A pair of NYU researchers recently took a deep dive into how humans and AI process words and word meaning. Through the study of “psychological semantics,” the duo hoped to explain the shortcomings held by machine learning systems in the natural language processing (NLP) domain. According to a study they published to arXiv:
Many AI researchers do not dwell on whether their models are human-like. If someone could develop a highly accurate machine translation system, few would complain that it doesn’t do things the way human translators do.
In the field of translation, humans have various techniques for keeping multiple languages in their heads and fluidly interfacing between them. Machines, on the other hand, don’t need to understand what a word means in order assign the appropriate translation to it.
This gets tricky when you get closer to human-level accuracy. Translating one, two, and three into Spanish is relatively simple. The machine learns that they are exactly equivalent to uno, dos, and tres, and is likely to get those right 100 percent of the time. But when you add complex concepts, words with more than one meaning, and slang or colloquial speech things can get complex.

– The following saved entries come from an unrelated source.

//! Application error types and handling

use axum::{
    http::StatusCode,
    response::{IntoResponse, Response},
    Json,
};
use serde_json::json;
use thiserror::Error;

use crate::storage::StorageError;

pub type Result<T> = std::result::Result<T, AppError>;

#[derive(Error, Debug)]
pub enum AppError {
    #[error("Bad request: {0}")]
    BadRequest(String),

    #[error("Not found: {0}")]
    NotFound(String),

    /// `size` is the number of bytes received before the upload was cut off.
    #[error("Payload too large: received {size} bytes (max: {max_size} bytes)")]
    PayloadTooLarge { size: u64, max_size: u64 },

    #[error("Storage unavailable: {0}")]
    StorageUnavailable(String),

    #[error("Service unavailable: {0}")]
    ServiceUnavailable(String),

    #[error("WebSocket error: {0}")]
    WebSocket(String),

    #[error("IO error: {0}")]
    IoError(#[from] std::io::Error),

    #[error(transparent)]
    Other(#[from] anyhow::Error),
}

impl IntoResponse for AppError {
    fn into_response(self) -> Response {
        let (status, error_message) = match self {
            AppError::BadRequest(msg) => (StatusCode::BAD_REQUEST, msg),
            AppError::NotFound(msg) => (StatusCode::NOT_FOUND, msg),
            AppError::PayloadTooLarge { max_size, .. } => (
                StatusCode::PAYLOAD_TOO_LARGE,
                format!("File exceeds the maximum upload size of {} bytes", max_size),
            ),
            AppError::StorageUnavailable(msg) => {
                tracing::error!("Storage error: {}", msg);
                (StatusCode::INTERNAL_SERVER_ERROR, "Storage unavailable".to_string())
            }
            AppError::ServiceUnavailable(msg) => (StatusCode::SERVICE_UNAVAILABLE, msg),
            AppError::WebSocket(msg) => {
                tracing::error!("WebSocket error: {}", msg);
                (StatusCode::INTERNAL_SERVER_ERROR, "WebSocket error".to_string())
            }
            AppError::IoError(err) => {
                tracing::error!("IO error: {:?}", err);
                (StatusCode::INTERNAL_SERVER_ERROR, "Internal server error".to_string())
            }
            AppError::Other(err) => {
                tracing::error!("Unexpected error: {:?}", err);
                (StatusCode::INTERNAL_SERVER_ERROR, "Internal server error".to_string())
            }
        };

        let body = Json(json!({
            "error": error_message,
            "status": status.as_u16(),
        }));

        (status, body).into_response()
    }
}

impl From<StorageError> for AppError {
    fn from(err: StorageError) -> Self {
        match err {
            StorageError::NotFound(name) => AppError::NotFound(format!("File not found: {}", name)),
            StorageError::InvalidName(reason) => AppError::BadRequest(reason),
            StorageError::Unavailable(msg) => AppError::StorageUnavailable(msg),
        }
    }
}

We start getting into AI‘s uncanny valley when developers try to create translation algorithms that can handle anything and everything. Much like taking a few Spanish classes won’t teach a human all the slang they might encounter in Mexico City, AI struggles to keep up with an ever-changing human lexicon.
NLP simply isn’t capable of human-like cognition yet and making it exhibit human-like behavior would be ludicrous – imagine if Google Translate balked at a request because it found the word “moist” distasteful, for example.
This line of thinking isn’t just reserved for NLP. Making AI appear more human-like is merely a design decision for most machine learning projects. As the NYU researchers put it in their study:
One way to think about such progress is merely in terms of engineering: There is a job to be done, and if the system does it well enough, it is successful. Engineering is important, and it can result in better and faster performance and relieve humans of dull labor such as keying in answers or making airline itineraries or buying socks.
From a pure engineering point of view, most human jobs can be broken down into individual tasks that would be better suited for automation than AI, and in cases where neural networks would be necessary – directing traffic in a shipping port, for example – it’s hard to imagine a use-case where a general AI would outperform several narrow, task-specific systems.
Consider self-driving cars. It makes more sense to build a vehicle made up of several systems that work together instead of designing a humanoid robot that can walk up to, unlock, enter, start, and drive a traditional automobile.
Most of the time, when developers claim they’ve created a “human-like” AI, what they mean is that they’ve automated a task that humans are often employed for. Facial recognition software, for example, can replace a human gate guard but it cannot tell you how good the pizza is at the local restaurant down the road.
That means the bar is pretty low for AI when it comes to being “human-like.” Alexa and Siri do a fairly good human imitation. They have names and voices and have been programmed to seem helpful, funny, friendly, and polite.
But there’s no function a smart speaker performs than couldn’t be better handled by a button. If you had infinite space and an infinite attention span, you could use buttons for anything and everything a smart speaker could do. One might say “Play Mariah Carey,” while another says “Tell me a joke.” The point is, Alexa’s about as human-like as a giant remote control.
AI isn’t like humans. We may be decades or more away from a general AI that can intuit and function at human-level in any domain. Robot butlers are a long way off. For now, the best AI developers can do is imitate human effort, and that’s seldom as useful as simplifying a process to something easily automated.